Can I run with groin strain?
Usually, you can run with groin strain if symptoms stay mild, controlled, and no worse by the next day; if they climb or spread, trim the dose.
A groin strain means one of the inner-thigh adductor muscles has been overstretched and partly torn, usually near the top of the thigh. It is the classic groin pull from kicking and quick changes of direction, and most partial tears recover well with the right loading plan. The adductors get injured when they're loaded hard while lengthening — a kick, a sharp cut, a slip where the leg gets dragged outward. For decades groin strains were rested and stretched, and they lingered.
What the pattern means
Medial groin / inner-thigh pain at the adductor origin after an acute kick, change-of-direction, slip, or sprint — with adductor tenderness AND pain reproduced on resisted adduction (the squeeze test), the Doha-agreement definition of adductor-related groin pain — once a sports/inguinal hernia, an iliopsoas (hip-flexor) source, deep hip-joint (FAI) pain, and the visceral/avulsion warning signs are excluded. That pattern is the guardrail for this page: it keeps the advice tied to the condition's symptoms and loading plan rather than to a generic body-part label.

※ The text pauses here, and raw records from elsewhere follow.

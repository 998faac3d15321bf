//! Schema change actions.
//!
//! An [`Action`] is one atomic schema mutation. Each variant carries a
//! [`Changed`] payload: absence of `old` means the value was added,
//! absence of `new` means it was removed, and both present means it was
//! altered or renamed.

use serde::{Deserialize, Serialize};

use crate::table::{Column, Index, ModelTable};

/// A pair of optional before/after values describing one change.
#[derive(Debug, Clone, PartialEq, Serialize, Deserialize)]
pub struct Changed<T> {
    #[serde(default, skip_serializing_if = "Option::is_none")]
    pub old: Option<T>,
    #[serde(default, skip_serializing_if = "Option::is_none")]
    pub new: Option<T>,
}

impl<T> Changed<T> {
    #[must_use]
    pub fn added(new: T) -> Self {
        Self {
            old: None,
            new: Some(new),
        }
    }

    #[must_use]
    pub fn removed(old: T) -> Self {
        Self {
            old: Some(old),
            new: None,
        }
    }

    #[must_use]
    pub fn altered(old: T, new: T) -> Self {
        Self {
            old: Some(old),
            new: Some(new),
        }
    }
}

/// One atomic schema mutation.
///
/// Serialized with an `action_type` tag and a `table`, `field` or
/// `index` payload, which is the stable on-disk representation.
#[derive(Debug, Clone, PartialEq, Serialize)]
#[serde(tag = "action_type")]
pub enum Action {
    CreateTable { table: Changed<ModelTable> },
    DropTable { table: Changed<ModelTable> },
    RenameTable { table: Changed<ModelTable> },
    AddField { field: Changed<Column> },
    AlterField { field: Changed<Column> },
    RemoveField { field: Changed<Column> },
    AddIndex { index: Changed<Index> },
    DropIndex { index: Changed<Index> },
    RenameIndex { index: Changed<Index> },
}

impl Action {
    /// The serialized name of this action's type.
    #[must_use]
    pub fn kind(&self) -> &'static str {
        match self {
            Self::CreateTable { .. } => "CreateTable",
            Self::DropTable { .. } => "DropTable",
            Self::RenameTable { .. } => "RenameTable",
            Self::AddField { .. } => "AddField",
            Self::AlterField { .. } => "AlterField",
            Self::RemoveField { .. } => "RemoveField",
            Self::AddIndex { .. } => "AddIndex",
            Self::DropIndex { .. } => "DropIndex",
            Self::RenameIndex { .. } => "RenameIndex",
        }
    }

    /// Derives the filename slug fragment for this action.
    ///
    /// `table_name` is the name of the table the owning migration file
    /// targets; it only participates in the `drop_idx` form.
    #[must_use]
    pub fn slug(&self, table_name: &str) -> String {
        match self {
            Self::CreateTable { .. } => "create_table".to_string(),
            Self::DropTable { .. } => "drop_table".to_string(),
            Self::RenameTable {
                table:
                    Changed {
                        old: Some(old),
                        new: Some(new),
                    },
            } => format!("rename_table_{}_to_{}", old.table_name, new.table_name),
            Self::RenameTable { .. } => "rename_table".to_string(),
            Self::AddField {
                field: Changed { new: Some(new), .. },
            } => format!("add_field_{}", new.column),
            Self::AddField { .. } => "add_field".to_string(),
            Self::AlterField {
                field: Changed { new: Some(new), .. },
            } => format!("alter_field_{}", new.column),
            Self::AlterField { .. } => "alter_field".to_string(),
            Self::RemoveField {
                field: Changed { old: Some(old), .. },
            } => format!("remove_field_{}", old.column),
            Self::RemoveField { .. } => "remove_field".to_string(),
            Self::AddIndex {
                index: Changed { new: Some(new), .. },
            } => format!("add_idx_{}", new.name),
            Self::AddIndex { .. } => "add_idx".to_string(),
            Self::DropIndex {
                index: Changed { old: Some(old), .. },
            } => format!("drop_idx_{table_name}_on_{}", old.name),
            Self::DropIndex { .. } => "drop_idx".to_string(),
            Self::RenameIndex {
                index:
                    Changed {
                        old: Some(old),
                        new: Some(new),
                    },
            } => format!("rename_idx_{}_to_{}", old.name, new.name),
            Self::RenameIndex { .. } => "rename_idx".to_string(),
        }
    }
}

/// The raw, forward-compatible form an action is deserialized through.
///
/// Keeping the tag a plain string lets an unrecognized `action_type`
/// surface as a dedicated error instead of a generic parse failure.
#[derive(Debug, Deserialize)]
pub(crate) struct RawAction {
    pub(crate) action_type: String,
    #[serde(default)]
    pub(crate) table: Option<Changed<ModelTable>>,
    #[serde(default)]
    pub(crate) field: Option<Changed<Column>>,
    #[serde(default)]
    pub(crate) index: Option<Changed<Index>>,
}

#[derive(Debug)]
pub(crate) enum RawActionError {
    Unknown {
        action_type: String,
    },
    Malformed {
        action_type: &'static str,
        detail: &'static str,
    },
}

impl Action {
    pub(crate) fn from_raw(raw: RawAction) -> Result<Self, RawActionError> {
        fn payload<T>(
            payload: Option<Changed<T>>,
            action_type: &'static str,
            key: &'static str,
            want_old: bool,
            want_new: bool,
        ) -> Result<Changed<T>, RawActionError> {
            let changed = payload.ok_or(RawActionError::Malformed {
                action_type,
                detail: key,
            })?;
            if (want_old && changed.old.is_none()) || (want_new && changed.new.is_none()) {
                return Err(RawActionError::Malformed {
                    action_type,
                    detail: key,
                });
            }
            Ok(changed)
        }

        let action = match raw.action_type.as_str() {
            "CreateTable" => Self::CreateTable {
                table: payload(raw.table, "CreateTable", "table", false, true)?,
            },
            "DropTable" => Self::DropTable {
                table: payload(raw.table, "DropTable", "table", true, false)?,
            },
            "RenameTable" => Self::RenameTable {
                table: payload(raw.table, "RenameTable", "table", true, true)?,
            },
            "AddField" => Self::AddField {
                field: payload(raw.field, "AddField", "field", false, true)?,
            },
            "AlterField" => Self::AlterField {
                field: payload(raw.field, "AlterField", "field", true, true)?,
            },
            "RemoveField" => Self::RemoveField {
                field: payload(raw.field, "RemoveField", "field", true, false)?,
            },
            "AddIndex" => Self::AddIndex {
                index: payload(raw.index, "AddIndex", "index", false, true)?,
            },
            "DropIndex" => Self::DropIndex {
                index: payload(raw.index, "DropIndex", "index", true, false)?,
            },
            "RenameIndex" => Self::RenameIndex {
                index: payload(raw.index, "RenameIndex", "index", true, true)?,
            },
            _ => {
                return Err(RawActionError::Unknown {
                    action_type: raw.action_type,
                })
            }
        };
        Ok(action)
    }
}

#[cfg(test)]
mod tests {
    use super::*;
    use crate::table::FieldKind;

    #[test]
    fn slugs_follow_the_filename_grammar() {
        let create = Action::CreateTable {
            table: Changed::added(ModelTable::new("users", "test_sql.User")),
        };
        assert_eq!(create.slug("users"), "create_table");

        let add = Action::AddField {
            field: Changed::added(Column::new("first_name", FieldKind::String)),
        };
        assert_eq!(add.slug("users"), "add_field_first_name");

        let drop_idx = Action::DropIndex {
            index: Changed::removed(Index::new("idx_users_email", vec!["email".to_string()])),
        };
        assert_eq!(drop_idx.slug("users"), "drop_idx_users_on_idx_users_email");

        let rename_idx = Action::RenameIndex {
            index: Changed::altered(
                Index::new("idx_users_email", vec!["email".to_string()]),
                Index::new("ix_email", vec!["email".to_string()]),
            ),
        };
        assert_eq!(rename_idx.slug("users"), "rename_idx_idx_users_email_to_ix_email");
    }

    #[test]
    fn action_round_trips_through_raw_form() {
        let action = Action::AddField {
            field: Changed::added(Column::new("age", FieldKind::Int32)),
        };
        let json = serde_json::to_string(&action).unwrap();
        assert!(json.contains("\"action_type\":\"AddField\""));

        let raw: RawAction = serde_json::from_str(&json).unwrap();
        let parsed = Action::from_raw(raw).unwrap();
        assert_eq!(parsed, action);
    }

    #[test]
    fn unknown_action_types_are_rejected() {
        let raw: RawAction =
            serde_json::from_str(r#"{"action_type": "TruncateTable"}"#).unwrap();
        let err = Action::from_raw(raw).unwrap_err();
        assert!(matches!(err, RawActionError::Unknown { action_type } if action_type == "TruncateTable"));
    }

    #[test]
    fn actions_with_missing_payloads_are_rejected() {
        let raw: RawAction = serde_json::from_str(r#"{"action_type": "CreateTable"}"#).unwrap();
        assert!(matches!(
            Action::from_raw(raw),
            Err(RawActionError::Malformed { .. })
        ));

        let raw: RawAction = serde_json::from_str(
            r#"{"action_type": "RenameTable", "table": {"new": {"table_name": "t", "model_identity": "a.T", "columns": []}}}"#,
        )
        .unwrap();
        assert!(matches!(
            Action::from_raw(raw),
            Err(RawActionError::Malformed { .. })
        ));
    }
}
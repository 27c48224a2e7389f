// Kalkulator Kas - Core Library
// Cash drawer counting: ledger state, totals, and Rupiah formatting

pub mod calculator;
pub mod config;
pub mod format;
pub mod ledger;
pub mod report;

pub use calculator::{compute_totals, Totals};
pub use config::DisplayConfig;
pub use format::{format_currency, format_row_total, ZERO_PLACEHOLDER};
pub use ledger::{parse_quantity, DenominationRow, Ledger, DENOMINATIONS};
pub use report::{apply_pairs, render_report, LedgerSnapshot, RowSnapshot};

/// Library version
pub const VERSION: &str = env!("CARGO_PKG_VERSION");
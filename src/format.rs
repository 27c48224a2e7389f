// 💰 Rupiah formatting - id-ID locale, IDR, no fractional digits
//
// Output matches Intl.NumberFormat('id-ID', { style: 'currency', currency: 'IDR' })
// with zero fraction digits: "Rp", a no-break space, then dot-grouped digits.

/// Shown in place of a row total of zero
pub const ZERO_PLACEHOLDER: &str = "-";

const CURRENCY_PREFIX: &str = "Rp";
const PREFIX_SEPARATOR: char = '\u{a0}';
const GROUP_SEPARATOR: char = '.';

/// Format an amount as Rupiah, e.g. 252000 -> "Rp 252.000" (no-break space)
pub fn format_currency(amount: u64) -> String {
    format!("{}{}{}", CURRENCY_PREFIX, PREFIX_SEPARATOR, group_digits(amount))
}

/// Row total cell: "-" for zero, formatted Rupiah otherwise
pub fn format_row_total(amount: u64) -> String {
    if amount == 0 {
        ZERO_PLACEHOLDER.to_string()
    } else {
        format_currency(amount)
    }
}

fn group_digits(amount: u64) -> String {
    let digits = amount.to_string();
    let mut grouped = String::with_capacity(digits.len() + digits.len() / 3);

    for (i, ch) in digits.chars().enumerate() {
        if i > 0 && (digits.len() - i) % 3 == 0 {
            grouped.push(GROUP_SEPARATOR);
        }
        grouped.push(ch);
    }

    grouped
}

#[cfg(test)]
mod tests {
    use super::*;

    #[test]
    fn test_format_currency() {
        assert_eq!(format_currency(0), "Rp\u{a0}0");
        assert_eq!(format_currency(200), "Rp\u{a0}200");
        assert_eq!(format_currency(1000), "Rp\u{a0}1.000");
        assert_eq!(format_currency(50000), "Rp\u{a0}50.000");
        assert_eq!(format_currency(252000), "Rp\u{a0}252.000");
        assert_eq!(format_currency(300000), "Rp\u{a0}300.000");
        assert_eq!(format_currency(1234567), "Rp\u{a0}1.234.567");
    }

    #[test]
    fn test_format_currency_large() {
        assert_eq!(
            format_currency(u64::MAX),
            "Rp\u{a0}18.446.744.073.709.551.615"
        );
    }

    #[test]
    fn test_row_total_placeholder() {
        assert_eq!(format_row_total(0), ZERO_PLACEHOLDER);
        assert_eq!(format_row_total(2000), "Rp\u{a0}2.000");
    }
}
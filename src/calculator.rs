// Derived totals - pure projection of ledger rows

use crate::ledger::DenominationRow;

#[derive(Debug, Clone, PartialEq, Eq, Default)]
pub struct Totals {
    /// denomination * quantity, in row order
    pub row_totals: Vec<u64>,
    pub grand_total: u64,
    piece_count: u64,
}

impl Totals {
    /// Notes and coins counted across all rows
    pub fn piece_count(&self) -> u64 {
        self.piece_count
    }
}

/// Recompute row totals and the grand total. Saturates instead of overflowing.
pub fn compute_totals(rows: &[DenominationRow]) -> Totals {
    let row_totals: Vec<u64> = rows.iter().map(DenominationRow::total).collect();
    let grand_total = row_totals.iter().fold(0u64, |sum, total| sum.saturating_add(*total));
    let piece_count = rows
        .iter()
        .fold(0u64, |sum, row| sum.saturating_add(row.quantity()));

    Totals {
        row_totals,
        grand_total,
        piece_count,
    }
}
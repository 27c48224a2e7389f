use anyhow::Result;
use crossterm::{
    event::{self, Event, KeyCode, KeyEventKind},
    execute,
    terminal::{disable_raw_mode, enable_raw_mode, EnterAlternateScreen, LeaveAlternateScreen},
};
use kalkulator_kas::{format_currency, format_row_total, DisplayConfig, Ledger};
use ratatui::{
    backend::CrosstermBackend,
    layout::{Constraint, Direction, Layout, Rect},
    style::{Color, Modifier, Style},
    text::{Line, Span},
    widgets::{Block, Borders, Cell, Paragraph, Row, Table, TableState, Wrap},
    Frame, Terminal,
};
use std::io;
use tracing::info;

pub struct App {
    pub ledger: Ledger,
    pub config: DisplayConfig,
    pub state: TableState,
}

impl App {
    pub fn new(config: DisplayConfig) -> Self {
        let mut state = TableState::default();
        state.select(Some(0));

        Self {
            ledger: Ledger::new(),
            config,
            state,
        }
    }

    pub fn selected(&self) -> usize {
        self.state.selected().unwrap_or(0)
    }

    pub fn next(&mut self) {
        let len = self.ledger.len();
        let i = match self.state.selected() {
            Some(i) if i < len - 1 => i + 1,
            _ => 0,
        };
        self.state.select(Some(i));
    }

    pub fn previous(&mut self) {
        let len = self.ledger.len();
        let i = match self.state.selected() {
            Some(0) | None => len - 1,
            Some(i) => i - 1,
        };
        self.state.select(Some(i));
    }

    /// Append a typed character to the selected quantity, like editing the input box
    pub fn type_char(&mut self, c: char) {
        let index = self.selected();
        let mut text = self.quantity_text(index);
        text.push(c);
        self.ledger.enter_text(index, &text);
    }

    pub fn backspace(&mut self) {
        let index = self.selected();
        let mut text = self.quantity_text(index);
        text.pop();
        self.ledger.enter_text(index, &text);
    }

    fn quantity_text(&self, index: usize) -> String {
        self.ledger.quantity(index).unwrap_or(0).to_string()
    }

    /// Apply one key press. Returns true when the user asked to quit.
    pub fn handle_key(&mut self, code: KeyCode) -> bool {
        let index = self.selected();
        match code {
            KeyCode::Char('q') | KeyCode::Esc => return true,
            KeyCode::Down | KeyCode::Char('j') => self.next(),
            KeyCode::Up | KeyCode::Char('k') => self.previous(),
            KeyCode::Home => self.state.select(Some(0)),
            KeyCode::End => self.state.select(Some(self.ledger.len() - 1)),
            KeyCode::Char('+') | KeyCode::Char('=') | KeyCode::Right => self.ledger.increment(index),
            KeyCode::Char('-') | KeyCode::Left => self.ledger.decrement(index),
            KeyCode::Char('r') => self.ledger.reset(),
            KeyCode::Char(c) if c.is_ascii_digit() => self.type_char(c),
            KeyCode::Backspace | KeyCode::Delete => self.backspace(),
            _ => {}
        }
        false
    }
}

pub fn run_ui(app: &mut App) -> Result<()> {
    // Setup terminal
    enable_raw_mode()?;
    let mut stdout = io::stdout();
    execute!(stdout, EnterAlternateScreen)?;
    let backend = CrosstermBackend::new(stdout);
    let mut terminal = Terminal::new(backend)?;

    let res = run_app(&mut terminal, app);

    // Restore terminal
    disable_raw_mode()?;
    execute!(terminal.backend_mut(), LeaveAlternateScreen)?;
    terminal.show_cursor()?;

    res?;
    info!(grand_total = app.ledger.totals().grand_total, "session closed");
    Ok(())
}

fn run_app<B: ratatui::backend::Backend>(
    terminal: &mut Terminal<B>,
    app: &mut App,
) -> io::Result<()> {
    loop {
        terminal.draw(|f| ui(f, app))?;

        if let Event::Key(key) = event::read()? {
            if key.kind != KeyEventKind::Press {
                continue;
            }
            if app.handle_key(key.code) {
                return Ok(());
            }
        }
    }
}

fn ui(f: &mut Frame, app: &mut App) {
    let chunks = Layout::default()
        .direction(Direction::Vertical)
        .constraints([
            Constraint::Length(4), // Title + subtitle
            Constraint::Min(0),    // Denomination table
            Constraint::Length(3), // Grand total
            Constraint::Length(4), // Hint + keys
        ])
        .split(f.size());

    render_header(f, chunks[0], app);
    render_table(f, chunks[1], app);
    render_grand_total(f, chunks[2], app);
    render_status_bar(f, chunks[3], app);
}

fn render_header(f: &mut Frame, area: Rect, app: &App) {
    let header = Paragraph::new(vec![
        Line::from(Span::styled(
            app.config.title.as_str(),
            Style::default().fg(Color::Green).add_modifier(Modifier::BOLD),
        )),
        Line::from(Span::styled(
            app.config.subtitle.as_str(),
            Style::default().fg(Color::DarkGray),
        )),
    ])
    .block(Block::default().borders(Borders::ALL).border_style(Style::default().fg(Color::Green)));

    f.render_widget(header, area);
}

fn render_table(f: &mut Frame, area: Rect, app: &mut App) {
    let config = &app.config;
    let header_cells = [
        format!("{:<16}", config.denomination_header),
        format!("{:^8}", config.decrement_header),
        format!("{:>8}", config.quantity_header),
        format!("{:^8}", config.increment_header),
        format!("{:>20}", config.total_header),
    ]
    .into_iter()
    .map(|h| {
        Cell::from(h).style(
            Style::default()
                .fg(Color::Green)
                .add_modifier(Modifier::BOLD),
        )
    });

    let header = Row::new(header_cells)
        .style(Style::default().bg(Color::DarkGray))
        .height(1);

    let totals = app.ledger.totals();
    let rows = app
        .ledger
        .rows()
        .iter()
        .zip(totals.row_totals)
        .map(|(row, total)| {
            let total_style = if total > 0 {
                Style::default().fg(Color::White).add_modifier(Modifier::BOLD)
            } else {
                Style::default().fg(Color::DarkGray)
            };

            Row::new(vec![
                Cell::from(format!("{:<16}", format_currency(row.denomination()))),
                Cell::from(format!("{:^8}", "[-]")).style(Style::default().fg(Color::Red)),
                Cell::from(format!("{:>8}", row.quantity())).style(Style::default().fg(Color::Cyan)),
                Cell::from(format!("{:^8}", "[+]")).style(Style::default().fg(Color::Green)),
                Cell::from(format!("{:>20}", format_row_total(total))).style(total_style),
            ])
            .height(1)
        });

    let table = Table::new(
        rows,
        [
            Constraint::Length(16),
            Constraint::Length(8),
            Constraint::Length(8),
            Constraint::Length(8),
            Constraint::Length(20),
        ],
    )
    .header(header)
    .block(
        Block::default()
            .borders(Borders::ALL)
            .border_style(Style::default().fg(Color::White)),
    )
    .highlight_style(
        Style::default()
            .bg(Color::DarkGray)
            .add_modifier(Modifier::BOLD),
    )
    .highlight_symbol("→ ");

    f.render_stateful_widget(table, area, &mut app.state);
}

fn render_grand_total(f: &mut Frame, area: Rect, app: &App) {
    let totals = app.ledger.totals();

    let line = Line::from(vec![
        Span::styled(
            format!(" {}: ", app.config.grand_total_label),
            Style::default().add_modifier(Modifier::BOLD),
        ),
        Span::styled(
            format_currency(totals.grand_total),
            Style::default().fg(Color::Green).add_modifier(Modifier::BOLD),
        ),
        Span::styled(
            format!("  ({} lembar)", totals.piece_count()),
            Style::default().fg(Color::DarkGray),
        ),
    ]);

    let total = Paragraph::new(line).block(
        Block::default()
            .borders(Borders::ALL)
            .border_style(Style::default().fg(Color::Green)),
    );

    f.render_widget(total, area);
}

fn render_status_bar(f: &mut Frame, area: Rect, app: &App) {
    let keys = Line::from(vec![
        Span::styled("+/→", Style::default().fg(Color::Yellow)),
        Span::raw(format!(" {} | ", app.config.increment_header)),
        Span::styled("-/←", Style::default().fg(Color::Yellow)),
        Span::raw(format!(" {} | ", app.config.decrement_header)),
        Span::styled("0-9/⌫", Style::default().fg(Color::Yellow)),
        Span::raw(format!(" {} | ", app.config.quantity_header)),
        Span::styled("↑/↓", Style::default().fg(Color::Yellow)),
        Span::raw(" Nav | "),
        Span::styled("r", Style::default().fg(Color::Yellow)),
        Span::raw(format!(" {} | ", app.config.reset_label)),
        Span::styled("q", Style::default().fg(Color::Red)),
        Span::raw(" Quit"),
    ]);

    let hint = Line::from(Span::styled(
        app.config.hint.as_str(),
        Style::default().fg(Color::DarkGray).add_modifier(Modifier::ITALIC),
    ));

    let status_bar = Paragraph::new(vec![keys, hint])
        .wrap(Wrap { trim: true })
        .block(Block::default().borders(Borders::TOP));

    f.render_widget(status_bar, area);
}
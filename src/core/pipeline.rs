//! Per-document extraction loop.
//!
//! For every document in the input directory the pipeline runs the registry,
//! appends the bigram vector to the side file, pulls one row from each
//! sidecar and hands the finished record to the writer. Everything happens in
//! sequence on the calling task; the first error ends the run.

use std::io::{Read, Write};
use std::path::{Path, PathBuf};

use tracing::{debug, info, warn};
use walkdir::WalkDir;

use crate::core::config::InputConfig;
use crate::core::document::Document;
use crate::core::errors::{LyricalError, Result};
use crate::core::featureset::{FeatureExtractorRegistry, FeatureVector};
use crate::features::bigram::bigram_line;
use crate::io::ace_xml::FeatureVectorWriter;
use crate::io::side_output::SideOutput;
use crate::io::sidecar::SidecarReader;

/// Counters reported at the end of a run
#[derive(Debug, Clone, Default, PartialEq, Eq)]
pub struct RunSummary {
    /// Documents written to the output
    pub documents: usize,
    /// Documents with no tokens at all
    pub empty_documents: usize,
    /// Directory entries skipped (excluded names, subdirectories)
    pub skipped_entries: usize,
}

/// The ordered extraction loop over one input directory
pub struct ExtractionPipeline {
    registry: FeatureExtractorRegistry,
    input: InputConfig,
}

impl ExtractionPipeline {
    /// Create a pipeline around a populated registry
    pub fn new(registry: FeatureExtractorRegistry, input: InputConfig) -> Self {
        Self { registry, input }
    }

    /// The registry the pipeline runs
    pub fn registry(&self) -> &FeatureExtractorRegistry {
        &self.registry
    }

    /// List the documents of a directory in processing order.
    ///
    /// Returns the document paths and the number of skipped entries.
    pub fn list_documents(&self, dir: &Path) -> Result<(Vec<PathBuf>, usize)> {
        if !dir.is_dir() {
            return Err(LyricalError::config_field(
                format!("Input is not a directory: {}", dir.display()),
                "input",
            ));
        }

        let mut walker = WalkDir::new(dir).min_depth(1).max_depth(1);
        if self.input.sort_entries {
            walker = walker.sort_by_file_name();
        }

        let mut documents = Vec::new();
        let mut skipped = 0;
        for entry in walker {
            let entry = entry.map_err(|e| {
                let message = format!("Failed to list {}", dir.display());
                match e.into_io_error() {
                    Some(source) => LyricalError::io(message, source),
                    None => LyricalError::internal(message),
                }
            })?;

            let name = entry.file_name().to_string_lossy();
            if self.input.is_excluded(&name) {
                debug!("Skipping excluded entry {}", name);
                skipped += 1;
                continue;
            }
            if entry.file_type().is_dir() {
                warn!("Skipping subdirectory {}", entry.path().display());
                skipped += 1;
                continue;
            }

            documents.push(entry.into_path());
        }

        Ok((documents, skipped))
    }

    /// Compute the full record for one document.
    pub async fn process_document<R: Read>(
        &self,
        document: &Document,
        side_output: &mut SideOutput,
        sidecars: &mut [SidecarReader<R>],
    ) -> Result<FeatureVector> {
        let mut record = self.registry.extract_all_features(document).await?;

        side_output.append_line(&bigram_line(document))?;

        for sidecar in sidecars.iter_mut() {
            let row = sidecar.next_row()?;
            record.add_feature(sidecar.name().to_string(), row);
        }

        Ok(record)
    }

    /// Process every document of `dir`, writing one record per document.
    ///
    /// Sidecars must hold exactly one row per document; they are checked for
    /// leftover rows once the last document is written.
    pub async fn run<R: Read, W: Write>(
        &self,
        dir: &Path,
        writer: &mut FeatureVectorWriter<W>,
        side_output: &mut SideOutput,
        mut sidecars: Vec<SidecarReader<R>>,
    ) -> Result<RunSummary> {
        let (paths, skipped_entries) = self.list_documents(dir)?;
        info!(
            "Extracting features from {} documents in {}",
            paths.len(),
            dir.display()
        );

        let mut summary = RunSummary {
            skipped_entries,
            ..RunSummary::default()
        };

        for path in &paths {
            let document = Document::load(path).await?;
            debug!(
                "Processing '{}' ({} tokens)",
                document.id,
                document.token_count()
            );
            if document.is_empty() {
                summary.empty_documents += 1;
            }

            let record = self
                .process_document(&document, side_output, &mut sidecars)
                .await?;
            writer.write_record(&record)?;
            summary.documents += 1;
        }

        for sidecar in sidecars {
            sidecar.finish()?;
        }

        info!(
            "Wrote {} records ({} empty, {} entries skipped)",
            summary.documents, summary.empty_documents, summary.skipped_entries
        );
        Ok(summary)
    }
}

The frame is simple: symptoms can be real and limiting without meaning the area is ruined. The job is to calm the sensitive pattern and rebuild the capacity it is asking for.
What to do first
Strengthen it — don't just rest and stretch: The biggest lesson in groin strains is that ACTIVE strengthening — not rest and passive treatment — is what recovers them. The landmark trial got athletes back to sport with a strengthening programme (squeezes → the Copenhagen plank ladder → hip and core) where rest, massage, and stretching alone fell short. Keep it (almost) pain-free: Keep the exercises essentially pain-free — a little controlled discomfort that settles quickly is fine, but never push into real pain, and don't mask it with anti-inflammatories. A muscle strain is NOT a tendon problem, so the more permissive 'some pain is fine' tendon rule does NOT apply here.
Keep the run version boring at first: shorter, flatter, lighter, or slower than normal. The point is to test tolerance without proving toughness. That is the difference between useful modification and avoiding life until everything feels perfect.
How to progress
The phase order matters. Start with calm: Calm the strain, restore pain-free walking, and start gentle isometric adductor squeezes at a comfortable effort. Keep any stretching pain-free; don't aggressively stretch. Then move toward rebuild: The active-loading spine — progress through the Copenhagen adduction ladder (side-lying adduction → short-lever → long-lever plank) plus balanced abductor/core work, mainly building eccentric adductor strength. The later target is back to running, where the payoff is back to running and cutting sport.
When the response is clean, add one variable at a time. Range, speed, load, distance, and time come back after the early phase has earned them. Should I just rest it and stretch? No — that's the old approach and it left groins lingering. The evidence (Hölmich) is that an ACTIVE strengthening programme recovers an adductor strain, while passive treatment and stretching alone often doesn't. How much pain is okay during the exercises? Keep it essentially pain-free — a little controlled discomfort that settles quickly is fine, but never push into real pain. A muscle strain is not a tendon problem, so the more permissive tendon pain rule doesn't apply here.